(PROVIDED RECORDS)
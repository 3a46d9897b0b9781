//! Closed-set provider factory.
//!
//! Every supported tag funnels into [`S3CompatProvider`] with
//! tag-specific defaults applied; adding a provider means adding a tag
//! and its defaults here. The wire transport is injected by the
//! embedder, keeping vendor SDKs out of the core.

use std::sync::Arc;

use tracing::debug;

use super::error::ProviderError;
use super::s3compat::S3CompatProvider;
use super::transport::ObjectTransport;
use super::types::{ProviderKind, S3Config};
use super::S3Provider;

/// Builds a wire transport for a validated configuration.
pub type TransportBuilder =
    Arc<dyn Fn(&S3Config) -> Result<Arc<dyn ObjectTransport>, ProviderError> + Send + Sync>;

/// Creates providers from configuration records.
#[derive(Clone)]
pub struct ProviderFactory {
    transport_builder: TransportBuilder,
}

impl ProviderFactory {
    pub fn new(transport_builder: TransportBuilder) -> Self {
        Self { transport_builder }
    }

    /// The closed set of supported provider tags.
    pub fn supported_providers() -> &'static [ProviderKind] {
        &[
            ProviderKind::Aws,
            ProviderKind::Minio,
            ProviderKind::Backblaze,
            ProviderKind::DigitalOcean,
            ProviderKind::Cloudflare,
            ProviderKind::Wasabi,
        ]
    }

    /// Build a provider for `config`, applying tag defaults and
    /// validating tag-specific requirements.
    pub fn create(&self, config: &S3Config) -> Result<Arc<dyn S3Provider>, ProviderError> {
        let mut config = config.clone();
        apply_provider_defaults(&mut config);
        validate_for_provider(&config)?;
        config.validate()?;

        let transport = (self.transport_builder)(&config)?;
        debug!(provider = %config.provider, bucket = %config.bucket, "provider created");
        Ok(Arc::new(S3CompatProvider::new(config, transport)))
    }
}

/// Tag-specific defaults: URL style and default regions.
fn apply_provider_defaults(config: &mut S3Config) {
    match config.provider {
        ProviderKind::Aws => {
            if config.endpoint.is_empty() {
                config.endpoint = "https://s3.amazonaws.com".to_string();
            }
            config.path_style = false;
        }
        ProviderKind::Minio => {
            config.path_style = true;
            if config.public_endpoint.is_empty() && !config.endpoint.is_empty() {
                config.public_endpoint = config.endpoint.clone();
            }
        }
        ProviderKind::Backblaze => {
            config.path_style = true;
            if config.region.is_empty() {
                config.region = "us-west-000".to_string();
            }
        }
        ProviderKind::DigitalOcean => {
            config.path_style = false;
            if config.region.is_empty() {
                config.region = "nyc3".to_string();
            }
        }
        ProviderKind::Cloudflare => {
            config.path_style = false;
            if config.region.is_empty() {
                config.region = "auto".to_string();
            }
        }
        ProviderKind::Wasabi => {
            config.path_style = false;
            if config.region.is_empty() {
                config.region = "us-east-1".to_string();
            }
        }
    }
}

fn validate_for_provider(config: &S3Config) -> Result<(), ProviderError> {
    match config.provider {
        ProviderKind::Aws | ProviderKind::DigitalOcean | ProviderKind::Wasabi => {
            if config.region.is_empty() {
                return Err(ProviderError::MissingRegion(
                    config.provider.as_str().to_string(),
                ));
            }
        }
        ProviderKind::Backblaze => {
            if !config.endpoint.contains("backblazeb2.com") {
                return Err(ProviderError::InvalidEndpoint(
                    "Backblaze B2".to_string(),
                    config.endpoint.clone(),
                ));
            }
        }
        ProviderKind::Minio | ProviderKind::Cloudflare => {
            if config.endpoint.is_empty() {
                return Err(ProviderError::MissingEndpoint);
            }
        }
    }
    Ok(())
}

(PROBLEM TO SOLVE) Start to finish, restate the records above word for word.

(YOUR RESPONSE)
repository 3a46d9897b0b9781
//! Closed-set provider factory.
//!
//! Every supported tag funnels into [`S3CompatProvider`] with
//! tag-specific defaults applied; adding a provider means adding a tag
//! and its defaults here. The wire transport is injected by the
//! embedder, keeping vendor SDKs out of the core.

use std::sync::Arc;

use tracing::debug;

use super::error::ProviderError;
use super::s3compat::S3CompatProvider;
use super::transport::ObjectTransport;
use super::types::{ProviderKind, S3Config};
use super::S3Provider;

/// Builds a wire transport for a validated configuration.
pub type TransportBuilder =
    Arc<dyn Fn(&S3Config) -> Result<Arc<dyn ObjectTransport>, ProviderError> + Send + Sync>;

/// Creates providers from configuration records.
#[derive(Clone)]
pub struct ProviderFactory {
    transport_builder: TransportBuilder,
}

impl ProviderFactory {
    pub fn new(transport_builder: TransportBuilder) -> Self {
        Self { transport_builder }
    }

    /// The closed set of supported provider tags.
    pub fn supported_providers() -> &'static [ProviderKind] {
        &[
            ProviderKind::Aws,
            ProviderKind::Minio,
            ProviderKind::Backblaze,
            ProviderKind::DigitalOcean,
            ProviderKind::Cloudflare,
            ProviderKind::Wasabi,
        ]
    }

    /// Build a provider for `config`, applying tag defaults and
    /// validating tag-specific requirements.
    pub fn create(&self, config: &S3Config) -> Result<Arc<dyn S3Provider>, ProviderError> {
        let mut config = config.clone();
        apply_provider_defaults(&mut config);
        validate_for_provider(&config)?;
        config.validate()?;

        let transport = (self.transport_builder)(&config)?;
        debug!(provider = %config.provider, bucket = %config.bucket, "provider created");
        Ok(Arc::new(S3CompatProvider::new(config, transport)))
    }
}

/// Tag-specific defaults: URL style and default regions.
fn apply_provider_defaults(config: &mut S3Config) {
    match config.provider {
        ProviderKind::Aws => {
            if config.endpoint.is_empty() {
                config.endpoint = "https://s3.amazonaws.com".to_string();
            }
            config.path_style = false;
        }
        ProviderKind::Minio => {
            config.path_style = true;
            if config.public_endpoint.is_empty() && !config.endpoint.is_empty() {
                config.public_endpoint = config.endpoint.clone();
            }
        }
        ProviderKind::Backblaze => {
            config.path_style = true;
            if config.region.is_empty() {
                config.region = "us-west-000".to_string();
            }
        }
        ProviderKind::DigitalOcean => {
            config.path_style = false;
            if config.region.is_empty() {
                config.region = "nyc3".to_string();
            }
        }
        ProviderKind::Cloudflare => {
            config.path_style = false;
            if config.region.is_empty() {
                config.region = "auto".to_string();
            }
        }
        ProviderKind::Wasabi => {
            config.path_style = false;
            if config.region.is_empty() {
                config.region = "us-east-1".to_string();
            }
        }
    }
}

fn validate_for_provider(config: &S3Config) -> Result<(), ProviderError> {
    match config.provider {
        ProviderKind::Aws | ProviderKind::DigitalOcean | ProviderKind::Wasabi => {
            if config.region.is_empty() {
                return Err(ProviderError::MissingRegion(
                    config.provider.as_str().to_string(),
                ));
            }
        }
        ProviderKind::Backblaze => {
            if !config.endpoint.contains("backblazeb2.com") {
                return Err(ProviderError::InvalidEndpoint(
                    "Backblaze B2".to_string(),
                    config.endpoint.clone(),
                ));
            }
        }
        ProviderKind::Minio | ProviderKind::Cloudflare => {
            if config.endpoint.is_empty() {
                return Err(ProviderError::MissingEndpoint);
            }
        }
    }
    Ok(())
}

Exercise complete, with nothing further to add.